__The task__. Only the stretch of the listing below that runs from the line with "# Write the" through the line with "name used with" is to be printed, exactly and with both ends.

__Provided information__.

● ● ● ● ● ● ●

//! CLI binary for papercheck.
//!
//! A thin shim over the library crate that maps CLI flags to
//! `AnalysisConfig`, shows a spinner during the (long) analysis exchange,
//! and writes the report and CSV artifacts.

use anyhow::{Context, Result};
use clap::Parser;
use indicatif::{ProgressBar, ProgressStyle};
use papercheck::{
    analyze_to_file, AnalysisConfig, AnalysisOutput, AnalysisSession, DEFAULT_CSV_FILENAME,
    DEFAULT_MODEL,
};
use std::io::{self, Write};
use std::path::PathBuf;
use std::time::Duration;
use tracing_subscriber::EnvFilter;

// ── ANSI colour helpers (no extra deps) ──────────────────────────────────────

fn green(s: &str) -> String {
    format!("\x1b[32m{s}\x1b[0m")
}
fn dim(s: &str) -> String {
    format!("\x1b[2m{s}\x1b[0m")
}
fn bold(s: &str) -> String {
    format!("\x1b[1m{s}\x1b[0m")
}
fn cyan(s: &str) -> String {
    format!("\x1b[36m{s}\x1b[0m")
}

const AFTER_HELP: &str = r#"EXAMPLES:
  # Review a paper, report to stdout
  papercheck paper.pdf

  # Write the Markdown report and the findings CSV
  papercheck paper.pdf -o report.md --csv findings.csv

  # Sanitized HTML instead of Markdown
  papercheck paper.pdf --html -o report.html

  # Use a local prompt file instead of the remote instructions
  papercheck --prompt-file my_rules.txt paper.pdf

  # Full structured output
  papercheck --json paper.pdf > result.json

ENVIRONMENT VARIABLES:
  GEMINI_API_KEY          Access credential for the analysis service
  PAPERCHECK_MODEL        Override the model ID
  PAPERCHECK_PROMPT_URL   Override the remote prompt location

NOTES:
  Reviewing takes on the order of minutes per page. The exchange is a
  single request with no retry; rerun the command if it fails.
"#;

/// Review PDF papers with the Gemini API.
#[derive(Parser, Debug)]
#[command(
    name = "papercheck",
    version,
    about = "Review PDF papers with the Gemini API — Markdown report plus first-table CSV export",
    long_about = "Send a PDF document with a fixed review prompt to the Gemini generateContent API, \
print the returned Markdown report, and export the report's first findings table as a \
UTF-8-BOM CSV that opens cleanly in Excel and Google Sheets.",
    arg_required_else_help = true,
    color = clap::ColorChoice::Auto,
    after_long_help = AFTER_HELP
)]
struct Cli {
    /// Local PDF file to review.
    input: PathBuf,

    /// Access credential for the analysis service.
    #[arg(long, env = "GEMINI_API_KEY", hide_env_values = true)]
    api_key: Option<String>,

    /// Model ID.
    #[arg(long, env = "PAPERCHECK_MODEL", default_value = DEFAULT_MODEL)]
    model: String,

    /// Write the report to this file instead of stdout.
    #[arg(short, long, env = "PAPERCHECK_OUTPUT")]
    output: Option<PathBuf>,

    /// Emit the sanitized HTML rendition instead of Markdown.
    #[arg(long)]
    html: bool,

    /// Write the findings table CSV to this file (default name used with
    /// --csv-auto). Only written when a table with rows was found.
    #[arg(long)]
    csv: Option<PathBuf>,

    /// Write the findings CSV next to the report under its default name.
    #[arg(long, conflicts_with = "csv")]
    csv_auto: bool,

    /// Remote location of the review instructions.
    #[arg(long, env = "PAPERCHECK_PROMPT_URL")]
    prompt_url: Option<String>,

    /// Read the review instructions from a local file.
    #[arg(long, conflicts_with = "prompt_url")]
    prompt_file: Option<PathBuf>,

    /// Output structured JSON (AnalysisOutput) instead of the report.
    #[arg(long)]
    json: bool,

    /// Sampling temperature (0.0–2.0).
    #[arg(long, default_value_t = 0.2)]
    temperature: f32,

    /// Max output tokens for the whole report.
    #[arg(long, default_value_t = 8192)]
    max_output_tokens: u32,

    /// Analysis exchange timeout in seconds.
    #[arg(long, default_value_t = 600)]
    timeout: u64,

    /// Enable DEBUG-level tracing logs.
    #[arg(short, long)]
    verbose: bool,

    /// Suppress all output except errors and the report itself.
    #[arg(short, long)]
    quiet: bool,
}

#[tokio::main]
async fn main() -> Result<()> {
    let cli = Cli::parse();

    // ── Logging setup ────────────────────────────────────────────────────
    // Suppress INFO-level library logs while the spinner is active; the
    // spinner provides all the feedback that matters to the user.
    let show_spinner = !cli.quiet && !cli.json;
    let filter = if cli.verbose {
        "debug"
    } else if cli.quiet || show_spinner {
        "error"
    } else {
        "info"
    };

    tracing_subscriber::fmt()
        .with_env_filter(EnvFilter::try_from_default_env().unwrap_or_else(|_| EnvFilter::new(filter)))
        .with_writer(io::stderr)
        .init();

    let api_key = cli.api_key.clone().unwrap_or_default();

    // ── Build config + session ───────────────────────────────────────────
    let config = build_config(&cli)?;

    if show_spinner {
        eprintln!(
            "{} {}",
            cyan("◆"),
            bold("Reviewing may take a few minutes per page — the request runs in one exchange.")
        );
    }

    let setup_bar = show_spinner.then(|| spinner("Preparing", "Fetching review instructions…"));
    let mut session = AnalysisSession::connect(config)
        .await
        .context("Could not prepare the review instructions")?;
    if let Some(bar) = setup_bar {
        bar.finish_and_clear();
    }

    // ── Run the review ───────────────────────────────────────────────────
    let bar = show_spinner.then(|| spinner("Reviewing", "Waiting for the analysis service…"));
    let result = match cli.output {
        // analyze_to_file writes the Markdown report atomically; the HTML
        // rendition is written by emit_report instead.
        Some(ref output_path) if !cli.html => {
            analyze_to_file(&cli.input, output_path, &api_key, session.config()).await
        }
        _ => session.run(&cli.input, &api_key).await,
    };
    if let Some(ref b) = bar {
        b.finish_and_clear();
    }
    let output = result.context("Review failed")?;

    // ── Emit results ─────────────────────────────────────────────────────
    emit_report(&cli, &output)?;
    write_csv(&cli, &output)?;

    if !cli.quiet && !cli.json {
        eprintln!(
            "{} report {}  {}",
            green("✔"),
            bold(&format!("{} bytes", output.stats.report_bytes)),
            dim(&format!(
                "HTTP {} in {}ms",
                output.stats.response_status, output.stats.request_duration_ms
            )),
        );
    }

    Ok(())
}

/// A bottom-anchored spinner for the long single-exchange wait.
fn spinner(prefix: &str, msg: &str) -> ProgressBar {
    let bar = ProgressBar::new_spinner();
    bar.set_style(
        ProgressStyle::with_template("{spinner:.cyan} {prefix:.bold}  {msg}  ⏱ {elapsed_precise}")
            .unwrap_or_else(|_| ProgressStyle::default_spinner())
            .tick_strings(&["⠋", "⠙", "⠹", "⠸", "⠼", "⠴", "⠦", "⠧", "⠇", "⠏", "⠿"]),
    );
    bar.set_prefix(prefix.to_string());
    bar.set_message(msg.to_string());
    bar.enable_steady_tick(Duration::from_millis(80));
    bar
}

/// Map CLI args to `AnalysisConfig`.
fn build_config(cli: &Cli) -> Result<AnalysisConfig> {
    let mut builder = AnalysisConfig::builder()
        .model(&cli.model)
        .temperature(cli.temperature)
        .max_output_tokens(cli.max_output_tokens)
        .api_timeout_secs(cli.timeout);

    if let Some(ref url) = cli.prompt_url {
        builder = builder.prompt_url(url);
    }
    if let Some(ref path) = cli.prompt_file {
        let prompt = papercheck::prompts::load_prompt_file(path)
            .with_context(|| format!("Failed to read prompt from {:?}", path))?;
        builder = builder.prompt(prompt);
    }

    builder.build().context("Invalid configuration")
}

/// Print the report (or JSON envelope) to stdout unless -o was given.
fn emit_report(cli: &Cli, output: &AnalysisOutput) -> Result<()> {
    if cli.json {
        println!(
            "{}",
            serde_json::to_string_pretty(output).context("Failed to serialise output")?
        );
        return Ok(());
    }

    if let Some(ref path) = cli.output {
        if cli.html {
            std::fs::write(path, &output.html)
                .with_context(|| format!("Failed to write HTML report to {:?}", path))?;
        }
        // The Markdown case was already written by analyze_to_file.
        return Ok(());
    }

    let text = if cli.html { &output.html } else { &output.markdown };
    let stdout = io::stdout();
    let mut handle = stdout.lock();
    handle
        .write_all(text.as_bytes())
        .context("Failed to write to stdout")?;
    if !text.ends_with('\n') {
        handle.write_all(b"\n").ok();
    }
    Ok(())
}

/// Write the findings CSV when requested and available.
fn write_csv(cli: &Cli, output: &AnalysisOutput) -> Result<()> {
    let dest = if let Some(ref path) = cli.csv {
        path.clone()
    } else if cli.csv_auto {
        match cli.output {
            Some(ref o) => o.with_file_name(DEFAULT_CSV_FILENAME),
            None => PathBuf::from(DEFAULT_CSV_FILENAME),
        }
    } else {
        return Ok(());
    };

    match output.csv() {
        Some(csv) => {
            std::fs::write(&dest, csv)
                .with_context(|| format!("Failed to write CSV to {:?}", dest))?;
            if !cli.quiet && !cli.json {
                eprintln!("{} findings table → {}", green("✔"), bold(&dest.display().to_string()));
            }
        }
        None => {
            if !cli.quiet && !cli.json {
                eprintln!("{} no findings table with rows; CSV not written", dim("∅"));
            }
        }
    }
    Ok(())
}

● ● ● ● ● ● ●

__Finished exercise__.
  # Write the Markdown report and the findings CSV
  papercheck paper.pdf -o report.md --csv findings.csv

  # Sanitized HTML instead of Markdown
  papercheck paper.pdf --html -o report.html

  # Use a local prompt file instead of the remote instructions
  papercheck --prompt-file my_rules.txt paper.pdf

  # Full structured output
  papercheck --json paper.pdf > result.json

ENVIRONMENT VARIABLES:
  GEMINI_API_KEY          Access credential for the analysis service
  PAPERCHECK_MODEL        Override the model ID
  PAPERCHECK_PROMPT_URL   Override the remote prompt location

NOTES:
  Reviewing takes on the order of minutes per page. The exchange is a
  single request with no retry; rerun the command if it fails.
"#;

/// Review PDF papers with the Gemini API.
#[derive(Parser, Debug)]
#[command(
    name = "papercheck",
    version,
    about = "Review PDF papers with the Gemini API — Markdown report plus first-table CSV export",
    long_about = "Send a PDF document with a fixed review prompt to the Gemini generateContent API, \
print the returned Markdown report, and export the report's first findings table as a \
UTF-8-BOM CSV that opens cleanly in Excel and Google Sheets.",
    arg_required_else_help = true,
    color = clap::ColorChoice::Auto,
    after_long_help = AFTER_HELP
)]
struct Cli {
    /// Local PDF file to review.
    input: PathBuf,

    /// Access credential for the analysis service.
    #[arg(long, env = "GEMINI_API_KEY", hide_env_values = true)]
    api_key: Option<String>,

    /// Model ID.
    #[arg(long, env = "PAPERCHECK_MODEL", default_value = DEFAULT_MODEL)]
    model: String,

    /// Write the report to this file instead of stdout.
    #[arg(short, long, env = "PAPERCHECK_OUTPUT")]
    output: Option<PathBuf>,

    /// Emit the sanitized HTML rendition instead of Markdown.
    #[arg(long)]
    html: bool,

    /// Write the findings table CSV to this file (default name used with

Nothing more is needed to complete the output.